Why a Feature isn’t a Business

I’m a business model geek. That’s why it makes me crazy when founders talk about having multiple (many like five or six) revenue streams or only talking about their model when it is at scale. I know you have a vision for what your business can be in the future when you have 1M users. But you better figure out what you need to do in order to get to that bright future.

I don’t know if you saw the news this week about Zaarly on TechCrunch. After a big hope (hype) of Disrupting the Global Economy by creating a Craig’s List for Buyers to list what they want to buy and raising $14M in capital from brand name VCs, they shattered their original business model and are launching storefronts for merchants (Etsy) with e-commerce (Shopify).

The original listing service for buyers was a feature, a feature that was focused on buyers.
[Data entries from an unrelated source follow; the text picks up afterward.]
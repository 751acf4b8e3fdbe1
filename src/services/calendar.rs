//! Resource calendar operations.
//!
//! Thin service functions over the availability store. The calendar layer
//! performs no cross-resource validation; it is a fast per-day store with a
//! documented open-world default: a resource with no stored entry for a day
//! is available on that day.

use chrono::NaiveDate;

use crate::api::{
    AvailabilityEntryId, AvailabilityMetadata, AvailabilitySnapshot, AvailabilityStatus,
    DateRange, OrganizationId, ResourceAvailabilityEntry, ResourceId, ResourceKind, ScheduleId,
};
use crate::db::repository::{AvailabilityRepository, FullRepository};
use crate::services::SchedulingResult;

/// Write one availability status across an inclusive day range.
///
/// Every day in `[range.start, range.end]` is upserted: an existing entry
/// for that (resource, day) is overwritten in place, otherwise one is
/// created. Returns the affected entry IDs in day order.
pub async fn set_availability(
    repo: &dyn FullRepository,
    organization_id: OrganizationId,
    resource_id: ResourceId,
    resource_kind: ResourceKind,
    range: DateRange,
    status: AvailabilityStatus,
    metadata: AvailabilityMetadata,
) -> SchedulingResult<Vec<AvailabilityEntryId>> {
    let mut entry_ids = Vec::with_capacity(range.num_days() as usize);
    for date in range.days() {
        let entry = ResourceAvailabilityEntry {
            id: None,
            organization_id,
            resource_id,
            resource_kind,
            date,
            status,
            metadata: metadata.clone(),
        };
        entry_ids.push(repo.upsert_availability(&entry).await?);
    }

    log::debug!(
        "Set {} availability entries for {} {} to {:?}",
        entry_ids.len(),
        resource_kind,
        resource_id,
        status
    );
    Ok(entry_ids)
}

/// Point read of one resource-day, applying the open-world default.
///
/// No stored entry means `available: true` with status `Available`:
/// resources are assumed free until explicitly marked otherwise.
pub async fn get_availability(
    repo: &dyn FullRepository,
    organization_id: OrganizationId,
    resource_id: ResourceId,
    date: NaiveDate,
) -> SchedulingResult<AvailabilitySnapshot> {
    match repo
        .get_availability_entry(organization_id, resource_id, date)
        .await?
    {
        Some(entry) => Ok(AvailabilitySnapshot {
            available: entry.status.is_open(),
            status: entry.status,
            entry: Some(entry),
        }),
        None => Ok(AvailabilitySnapshot {
            available: true,
            status: AvailabilityStatus::Available,
            entry: None,
        }),
    }
}

/// Bulk read of calendar entries for rendering.
///
/// When `resource_ids` is `None`, all entries of the organization in range
/// are returned. Only stored entries come back; absent days are implicitly
/// available.
pub async fn query_range(
    repo: &dyn FullRepository,
    organization_id: OrganizationId,
    resource_ids: Option<&[ResourceId]>,
    range: DateRange,
) -> SchedulingResult<Vec<ResourceAvailabilityEntry>> {
    Ok(repo
        .query_availability(organization_id, resource_ids, range)
        .await?)
}

/// Whether a resource can take on work for `date`, optionally treating one
/// schedule's own reservations as open.
///
/// Checks made on behalf of a schedule must not count that schedule's own
/// calendar entries against it, or re-running detection on an already
/// reserved schedule would flag every reserved day.
pub(crate) async fn is_open_for(
    repo: &dyn FullRepository,
    organization_id: OrganizationId,
    resource_id: ResourceId,
    date: NaiveDate,
    ignore_schedule: Option<ScheduleId>,
) -> SchedulingResult<bool> {
    match repo
        .get_availability_entry(organization_id, resource_id, date)
        .await?
    {
        Some(entry) => {
            if ignore_schedule.is_some() && entry.metadata.linked_schedule_id == ignore_schedule {
                return Ok(true);
            }
            Ok(entry.status.is_open())
        }
        None => Ok(true),
    }
}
It was a feature that may work in the future when there is a marketplace of sellers and buyers. The business also required that they have storefronts, e-commerce. Acquiring buyers in a marketplace that has no sellers is incredibly difficult.
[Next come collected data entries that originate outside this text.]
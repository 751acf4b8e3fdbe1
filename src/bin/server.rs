//! FieldOps HTTP Server Binary
//!
//! This is the main entry point for the FieldOps scheduling REST API server.
//! It initializes the repository, sets up the HTTP router, and starts
//! serving requests.
//!
//! # Usage
//!
//! ```bash
//! # Run with the local (in-memory) repository (default)
//! cargo run --bin fieldops-server --features "local-repo,http-server"
//! ```
//!
//! # Environment Variables
//!
//! - `HOST`: Server host (default: 0.0.0.0)
//! - `PORT`: Server port (default: 8080)
//! - `REPOSITORY_TYPE`: Storage backend (default: local)
//! - `RUST_LOG`: Log level (default: info)

use std::env;
use std::net::SocketAddr;

use tracing::{info, Level};
use tracing_subscriber::FmtSubscriber;

use fieldops_rust::db;
use fieldops_rust::http::{create_router, AppState};

#[tokio::main]
async fn main() -> anyhow::Result<()> {
    // Initialize logging
    FmtSubscriber::builder()
        .with_max_level(
            env::var("RUST_LOG")
                .ok()
                .and_then(|s| s.parse().ok())
                .unwrap_or(Level::INFO),
        )
        .with_target(true)
        .with_thread_ids(true)
        .init();

    info!("Starting FieldOps HTTP Server");

    // Initialize global repository once and reuse it across the app
    db::init_repository().map_err(|e| anyhow::anyhow!(e))?;
    let repository = std::sync::Arc::clone(db::get_repository()?);
    info!("Repository initialized successfully");

    // Create application state
    let state = AppState::new(repository);

    // Create router with all endpoints
    let app = create_router(state);

    // Determine bind address
    let host = env::var("HOST").unwrap_or_else(|_| "0.0.0.0".to_string());
    let port: u16 = env::var("PORT")
        .ok()
        .and_then(|s| s.parse().ok())
        .unwrap_or(8080);
    let addr: SocketAddr = format!("{}:{}", host, port).parse()?;

    info!("Server listening on http://{}", addr);
    info!("Health check: http://{}/health", addr);

    // Start the server
    let listener = tokio::net::TcpListener::bind(addr).await?;
    axum::serve(listener, app).await?;

    Ok(())
}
Don’t get me wrong. It was an ambitious goal and was worth swinging for the fences. Big ideas are often polarizing. If someone doesn’t hate the idea it’s likely not a big idea.

The Zaarly team was able to sell people on that vision and raise the capital. I hope the new model is successful and they have a great return for their investors. The question is what can YOU learn from it? Assuming you don’t have $14M in personal cash burning a hole in your pocket that you can spend to get to scale?

There are two reasons to list multiple revenue streams at your launch:

  • You don’t know what your business model is – so you’re casting about trying to pick one that you hope investors will find interesting. 
  • You’re thinking about what your business could be when it gets to scale and not focused on what you need to do in the short term to drive revenue to get to scale.

Pick your lead revenue model and go test it out. The faster you talk to prospects and real “customers,” the faster you will learn what will help you get from your idea stage to scale.

4 Replies to “Why a Feature isn’t a Business”

  1. Dave,

    Good article. I think a big issue on business model at an early stage is getting enough data, which can be challenging if you haven’t launched. Especially if you are trying to build a marketplace.


    1. Very true Doug. There’s some great info I’ve seen in the past for Business Models, including b2c. In fact, Steven Carpenter did a great article on Tech Crunch, what he’s called a TC Teardown comparing the Etsy and EBay market places. It speaks to some of the marketplace challenges.

  2. I think Zaarly did a great job of guerilla marketing their service. When the website launched I made it a point to visit and sign up for an account. I started using the service for random things like Seahawks tickets, etc. and I quickly realized there were no sellers in the marketplace offering what I was looking for! This would happen repeatedly and eventually I just stopped going to Zaarly. The vision was there for Zaarly but the modeling and testing for how the marketplace would actually interact and work together was clearly not thought through enough! Good article.